「おいし。朝一番で買ってきたんです?」
「ん、チャリで十分ぐらいのパン屋」
「なんと! 速水尊が自転車! 愛車の名前は?」
自転車に名前はつけないだろうと思って、フリで言ったけれど、尊さんはちょっと目を泳がせてからボソッと言う。
「ホワイトサンダー号……」
「んぶふっ」
色んな意味でヤバイ名前を聞いて、私はクロワッサンを咥えたまま噴き出す。
……あ、鼻息でクロワッサンの皮飛んだ……。
「し、白いチャリなんだよ。だから……」
「オーケイ、オーケイ。……可愛いところあるじゃん、尊さん……」
「おい、生温かい笑みを浮かべるな」
「分かってますって。……んぷ」
「おい、犯すぞ」
「こわーい」
「……まったく……」
そのあと尊さんは照れ隠しのためにテレビをつけ、ニュースを見る。
「……ねぇ、尊さん」
「ん?」
「……そのー……、凄く俗っぽい事を聞きたいんですが……」
「今さらなんだよ。なんでも言ってみろ」
彼はクスッと笑い、小首を傾げる。
「このマンション、色々ごついじゃないですか」
尊さんが暮らすマンションは、低層マンションだけれど、四十階前後ある高層マンションに比べて低いという意味だ。

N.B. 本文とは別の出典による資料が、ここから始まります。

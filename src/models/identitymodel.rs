use serde::{Deserialize, Serialize};

/// Verified identity attributes handed over by the Farcaster sign-in flow.
/// The verification protocol itself lives upstream; by the time a value of
/// this type exists, the handle has been checked.
#[derive(Debug, Deserialize, Serialize, Clone, PartialEq, Eq)]
pub struct FarcasterIdentity {
    pub fid: String,
    pub username: String,
    pub display_name: Option<String>,
}
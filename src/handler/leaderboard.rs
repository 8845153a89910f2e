use std::convert::Infallible;
use std::sync::Arc;

use axum::{
    response::{
        sse::{Event, KeepAlive, Sse},
        IntoResponse,
    },
    routing::get,
    Extension, Json, Router,
};
use futures::stream::Stream;

use crate::{dtos::LeaderboardResponseDto, error::HttpError, AppState};

pub fn leaderboard_handler() -> Router {
    Router::new()
        .route("/", get(get_leaderboard))
        .route("/stream", get(stream_leaderboard))
}

pub async fn get_leaderboard(
    Extension(app_state): Extension<Arc<AppState>>,
) -> Result<impl IntoResponse, HttpError> {
    let leaderboard = app_state.leaderboard.current();

    Ok(Json(LeaderboardResponseDto {
        status: "success".to_string(),
        results: leaderboard.len() as i64,
        leaderboard,
    }))
}

/// Live leaderboard over SSE: the current snapshot immediately, then one
/// event per recomputation. Dropping the connection drops the watch handle.
pub async fn stream_leaderboard(
    Extension(app_state): Extension<Arc<AppState>>,
) -> Sse<impl Stream<Item = Result<Event, Infallible>>> {
    let updates = app_state.leaderboard.watch();

    let stream = futures::stream::unfold((updates, true), |(mut updates, first)| async move {
        if !first && updates.changed().await.is_err() {
            return None;
        }

        let board = updates.borrow_and_update().clone();
        let event = match Event::default().json_data(&board) {
            Ok(event) => event,
            Err(err) => {
                tracing::error!("failed to encode leaderboard event: {}", err);
                return None;
            }
        };

        Some((Ok(event), (updates, false)))
    });

    Sse::new(stream).keep_alive(KeepAlive::default())
}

実際は十四階あり、ヨーロッパのお城を思わせる白い錬鉄の門に守られ、敷地には四棟の建物がある。
このマンションは歴史のある高級日系ホテルのサービスと連携していて、コンシェルジュは勿論、車を管理するバレー、クリーニングや色んなお願いを聞いてくれるバトラー、荷物持ちのポーターにドアマンまでいる。
共用の建物と四棟のマンションの間には綺麗に整えられた庭があり、四季を楽しめるようになっている上、敷地内にはコンビニ、カフェやレストランもあるっぽかった。

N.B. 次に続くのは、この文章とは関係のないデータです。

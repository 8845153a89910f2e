use std::collections::{HashMap, HashSet};
use std::sync::Arc;

use tokio::sync::watch;

use crate::db::WaitlistExt;
use crate::dtos::LeaderboardEntry;
use crate::models::waitlistmodel::WaitlistEntry;
use crate::service::changefeed::{ChangeFeed, Subscription};
use crate::service::error::ServiceError;

pub const POINTS_PER_REFERRAL: i64 = 100;

/// Full recomputation from the entry set. O(n) per call, which is the
/// accepted trade-off at waitlist scale; there are no incremental counters
/// to drift out of sync.
pub async fn compute<S>(store: &S) -> Result<Vec<LeaderboardEntry>, ServiceError>
where
    S: WaitlistExt + Sync,
{
    let entries = store
        .get_entries()
        .await
        .map_err(ServiceError::from_store_error)?;

    Ok(compute_from_entries(&entries))
}

pub fn compute_from_entries(entries: &[WaitlistEntry]) -> Vec<LeaderboardEntry> {
    let mut referral_counts: HashMap<&str, i64> = HashMap::new();
    for entry in entries {
        if let Some(source) = entry.referral_source.as_deref() {
            *referral_counts.entry(source).or_insert(0) += 1;
        }
    }

    // One row per signer. A referral_source pointing at a fid that never
    // signed up tallies above but surfaces nowhere below.
    let mut seen = HashSet::new();
    let mut board = Vec::new();
    for entry in entries {
        if !seen.insert(entry.farcaster_id.as_str()) {
            continue;
        }

        let referral_count = referral_counts
            .get(entry.farcaster_id.as_str())
            .copied()
            .unwrap_or(0);

        board.push(LeaderboardEntry {
            fid: entry.farcaster_id.clone(),
            username: entry.farcaster_username.clone(),
            display_name: entry.farcaster_display_name.clone(),
            referral_count,
            points: referral_count * POINTS_PER_REFERRAL,
        });
    }

    board.sort_by(|a, b| {
        b.points
            .cmp(&a.points)
            .then_with(|| numeric_fid(&a.fid).cmp(&numeric_fid(&b.fid)))
            .then_with(|| a.fid.cmp(&b.fid))
    });

    board
}

// Ties break on ascending numeric fid so repeated computation over the same
// entries always yields the same ordering. Non-numeric fids sort last.
fn numeric_fid(fid: &str) -> u64 {
    fid.parse().unwrap_or(u64::MAX)
}

/// Latest leaderboard snapshot, refreshed whenever the change feed fires.
/// Readers get the cached snapshot; a burst of writes coalesces into however
/// many re-fetches the refresh task gets around to, last one wins.
#[derive(Clone)]
pub struct LiveLeaderboard {
    snapshot: watch::Receiver<Vec<LeaderboardEntry>>,
    _subscription: Arc<Subscription>,
}

impl LiveLeaderboard {
    pub async fn start<S>(store: S, feed: &ChangeFeed) -> Self
    where
        S: WaitlistExt + Send + Sync + 'static,
    {
        let initial = match compute(&store).await {
            Ok(board) => board,
            Err(err) => {
                tracing::error!("initial leaderboard computation failed: {}", err);
                Vec::new()
            }
        };

        let (snapshot_tx, snapshot_rx) = watch::channel(initial);
        let (refresh_tx, mut refresh_rx) = watch::channel(());

        let subscription = feed.subscribe(move || {
            let _ = refresh_tx.send(());
        });

        tokio::spawn(async move {
            while refresh_rx.changed().await.is_ok() {
                match compute(&store).await {
                    Ok(board) => {
                        if snapshot_tx.send(board).is_err() {
                            break;
                        }
                    }
                    Err(err) => tracing::error!("leaderboard refresh failed: {}", err),
                }
            }
        });

        LiveLeaderboard {
            snapshot: snapshot_rx,
            _subscription: Arc::new(subscription),
        }
    }

    pub fn current(&self) -> Vec<LeaderboardEntry> {
        self.snapshot.borrow().clone()
    }

    pub fn watch(&self) -> watch::Receiver<Vec<LeaderboardEntry>> {
        self.snapshot.clone()
    }
}
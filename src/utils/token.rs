use chrono::{Duration, Utc};
use jsonwebtoken::{decode, encode, Algorithm, DecodingKey, EncodingKey, Header, Validation};
use serde::{Deserialize, Serialize};

use crate::models::identitymodel::FarcasterIdentity;

/// Session claims carry the verified identity so request handling never has
/// to call back out to the identity provider.
#[derive(Debug, Serialize, Deserialize)]
pub struct TokenClaims {
    pub sub: String,
    pub username: String,
    pub display_name: Option<String>,
    pub iat: usize,
    pub exp: usize,
}

pub fn create_token(
    identity: &FarcasterIdentity,
    secret: &[u8],
    expires_in_minutes: i64,
) -> Result<String, jsonwebtoken::errors::Error> {
    if identity.fid.is_empty() {
        return Err(jsonwebtoken::errors::ErrorKind::InvalidSubject.into());
    }

    let now = Utc::now();
    let claims = TokenClaims {
        sub: identity.fid.clone(),
        username: identity.username.clone(),
        display_name: identity.display_name.clone(),
        iat: now.timestamp() as usize,
        exp: (now + Duration::minutes(expires_in_minutes)).timestamp() as usize,
    };

    encode(
        &Header::default(),
        &claims,
        &EncodingKey::from_secret(secret),
    )
}

pub fn decode_token<T: Into<String>>(
    token: T,
    secret: &[u8],
) -> Result<FarcasterIdentity, jsonwebtoken::errors::Error> {
    let decoded = decode::<TokenClaims>(
        &token.into(),
        &DecodingKey::from_secret(secret),
        &Validation::new(Algorithm::HS256),
    )?;

    Ok(FarcasterIdentity {
        fid: decoded.claims.sub,
        username: decoded.claims.username,
        display_name: decoded.claims.display_name,
    })
}

#[cfg(test)]
mod tests {
    use super::*;

    fn identity() -> FarcasterIdentity {
        FarcasterIdentity {
            fid: "3621".to_string(),
            username: "horsefacts".to_string(),
            display_name: Some("horsefacts".to_string()),
        }
    }

    #[test]
    fn token_round_trip_preserves_identity() {
        let secret = b"my-secret-key";
        let token = create_token(&identity(), secret, 60).unwrap();
        let decoded = decode_token(token, secret).unwrap();

        assert_eq!(decoded, identity());
    }

    #[test]
    fn token_with_wrong_secret_is_rejected() {
        let token = create_token(&identity(), b"my-secret-key", 60).unwrap();
        let decoded = decode_token(token, b"another-secret");

        assert!(decoded.is_err());
    }

    #[test]
    fn empty_fid_is_rejected() {
        let identity = FarcasterIdentity {
            fid: "".to_string(),
            username: "nobody".to_string(),
            display_name: None,
        };

        assert!(create_token(&identity, b"my-secret-key", 60).is_err());
    }
}
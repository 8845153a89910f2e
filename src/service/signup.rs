use crate::config::Config;
use crate::db::WaitlistExt;
use crate::models::{identitymodel::FarcasterIdentity, waitlistmodel::WaitlistEntry};
use crate::service::error::ServiceError;
use crate::service::formspree::FormspreeClient;

/// Where signups land, picked once at startup. The hosted table is the
/// default; the form-backend variant trades server-side dedup away for a
/// zero-schema deployment.
#[derive(Clone)]
pub enum WaitlistBackend {
    Database,
    Formspree(FormspreeClient),
}

impl WaitlistBackend {
    pub fn from_config(config: &Config) -> Self {
        match config.waitlist_backend.as_str() {
            "formspree" => WaitlistBackend::Formspree(FormspreeClient::new(
                config.formspree_endpoint.clone(),
            )),
            _ => WaitlistBackend::Database,
        }
    }
}

#[derive(Debug, Clone, PartialEq)]
pub struct SignupReceipt {
    pub entry: Option<WaitlistEntry>,
    /// The signer's own referral count, looked up only for organic signups
    /// (someone joining through another's link isn't shown their own tally).
    pub referral_count: Option<i64>,
}

/// Submit a signup against the waitlist table.
///
/// The email existence check is a fast path for a friendly error; two
/// concurrent submissions can both pass it, and then the table's unique
/// constraint decides. Either way the caller sees `DuplicateEmail`.
pub async fn submit<S>(
    store: &S,
    identity: Option<&FarcasterIdentity>,
    email: &str,
    referral_source: Option<&str>,
) -> Result<SignupReceipt, ServiceError>
where
    S: WaitlistExt + Sync,
{
    let identity = identity.ok_or(ServiceError::NotAuthenticated)?;
    let referral_source = normalize_referral(identity, referral_source)?;

    if store
        .email_exists(email)
        .await
        .map_err(ServiceError::from_store_error)?
    {
        return Err(ServiceError::DuplicateEmail);
    }

    let entry = store
        .save_entry(email, identity, referral_source)
        .await
        .map_err(ServiceError::from_store_error)?;

    let referral_count = if referral_source.is_none() {
        match store.count_by_referrer(&identity.fid).await {
            Ok(count) => Some(count),
            Err(err) => {
                // The row is already in; a failed count lookup only costs
                // the success screen its tally.
                tracing::warn!("referral count lookup failed after signup: {}", err);
                None
            }
        }
    } else {
        None
    };

    Ok(SignupReceipt {
        entry: Some(entry),
        referral_count,
    })
}

/// Submit a signup through the form backend. Same preconditions as
/// [`submit`], but the service offers no existence check or insert receipt.
pub async fn submit_form(
    client: &FormspreeClient,
    identity: Option<&FarcasterIdentity>,
    email: &str,
    referral_source: Option<&str>,
) -> Result<SignupReceipt, ServiceError> {
    let identity = identity.ok_or(ServiceError::NotAuthenticated)?;
    let referral_source = normalize_referral(identity, referral_source)?;

    client.submit_entry(email, identity, referral_source).await?;

    Ok(SignupReceipt {
        entry: None,
        referral_count: None,
    })
}

// Hidden form fields arrive as empty strings; both empty and absent mean an
// organic signup. Pointing a referral at yourself is rejected outright.
fn normalize_referral<'a>(
    identity: &FarcasterIdentity,
    referral_source: Option<&'a str>,
) -> Result<Option<&'a str>, ServiceError> {
    let referral_source = referral_source.filter(|source| !source.is_empty());

    if referral_source == Some(identity.fid.as_str()) {
        return Err(ServiceError::Validation(
            "You cannot join through your own referral link".to_string(),
        ));
    }

    Ok(referral_source)
}
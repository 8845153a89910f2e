mod authdtos;
mod waitlistdtos;

pub use authdtos::*;
pub use waitlistdtos::*;
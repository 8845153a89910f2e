use std::sync::Arc;

use axum::{
    extract::Request,
    http::header,
    middleware::Next,
    response::IntoResponse,
    Extension,
};
use axum_extra::extract::cookie::CookieJar;
use serde::{Deserialize, Serialize};

use crate::{
    error::{ErrorMessage, HttpError},
    models::identitymodel::FarcasterIdentity,
    utils::token,
    AppState,
};

#[derive(Debug, Serialize, Deserialize, Clone)]
pub struct FarcasterAuth {
    pub identity: FarcasterIdentity,
}

pub async fn auth(
    cookie_jar: CookieJar,
    Extension(app_state): Extension<Arc<AppState>>,
    mut req: Request,
    next: Next,
) -> Result<impl IntoResponse, HttpError> {
    let token = cookie_jar
        .get("token")
        .map(|cookie| cookie.value().to_string())
        .or_else(|| {
            req.headers()
                .get(header::AUTHORIZATION)
                .and_then(|auth_header| auth_header.to_str().ok())
                .and_then(|auth_value| {
                    if auth_value.starts_with("Bearer ") {
                        Some(auth_value[7..].to_owned())
                    } else {
                        None
                    }
                })
        });

    let token = token.ok_or_else(|| {
        HttpError::unauthorized(ErrorMessage::TokenNotProvided.to_string())
    })?;

    let identity = match token::decode_token(token, app_state.env.jwt_secret.as_bytes()) {
        Ok(identity) => identity,
        Err(_) => {
            return Err(HttpError::unauthorized(ErrorMessage::InvalidToken.to_string()));
        }
    };

    req.extensions_mut().insert(FarcasterAuth { identity });

    Ok(next.run(req).await)
}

「ごつい……。……うん、まぁ、色んな表現があるけど」
尊さんはバゲットを切って、スモークサーモンとオリーブのスプレッドを塗って頷く。
スプレッド一つにしても、海外の高級ショコラトリーのチョコスプレッドを普通に置いているので、速水家は恐ろしい……。絶対この家の子になりたい。
「共有部分って、何があるか聞いてもいいです? ……あんまりそういう、お金持ちの部分に興味を示すのって、下品かなと思って言えずにいたんですが」
そろりと尋ねたけれど、彼は得心のいった表情で頷いた。
「あー、そっか。全然案内してなかったもんな。悪い。そりゃ気になって当然だわ」
あっさり理解したあと、彼はサラリと応える。
「俺がよく使うのはコンビニにジム、プール、サウナや風呂、岩盤浴とかスパ……。週二ぐらい酸素カプセル」
「なんですそれ? ……飲むの?」
酵素カプセルなら聞いた事があると思って言ったけれど、違った。
「病院にも置いてるし、美容目的でも使われてるけど、カプセルに入って寝て酸素をスッハーするやつ。リラックスや疲労回復とかに効くらしい」
言われてでかいカプセルに尊さんが入ってるのを想像し、ポツンと呟いた。
「SF映画のコールドスリープみたい」
「まぁな」
私の言葉を聞いて、尊さんはぶふっと笑う。
「あとはレストランやカフェも使ってる。ゴルフレンジもあるけどそんなにやらねぇし、シアタールームは実際映画館に行きたい派だから使わない。ワークスペースは、家で集中力切れた時に使ってる。敷地内にBBQやる所やヴィラもあって、涼が使いたがってるけど、野郎二人でBBQやるのしんどいから今のところ使ってない」
「ほへぇ……」
雲の上の世界を知った私は、しばらくボーッとしてモシャモシャとサラダを食べる。
それから、震え声で尋ねた。
「……私、本当にここに住んでいいんです? 場違いで怖いんですが」
「はぁ? いいに決まってるだろうが」
彼は呆れたように言い、ウィンナーを囓る。
「まぁ、正式に同棲するなら不動産会社に一言いって、入居申込書も書かなきゃなんないけど……。ここ、賃貸じゃねぇし、何も問題ないと思うけど」
「……というと?」
尊さんの言いたい事が分からず、私は首を傾げる。
「同棲カップルが賃貸物件の審査に落ちる場合があるんだ。良くない別れ方をした時、マンションに残った奴が家賃を払わない怖れがあるからなぁ……」
「ほえー」
誰かと住む前提で家を借りた事なんてないので、私は目を丸くして感心する。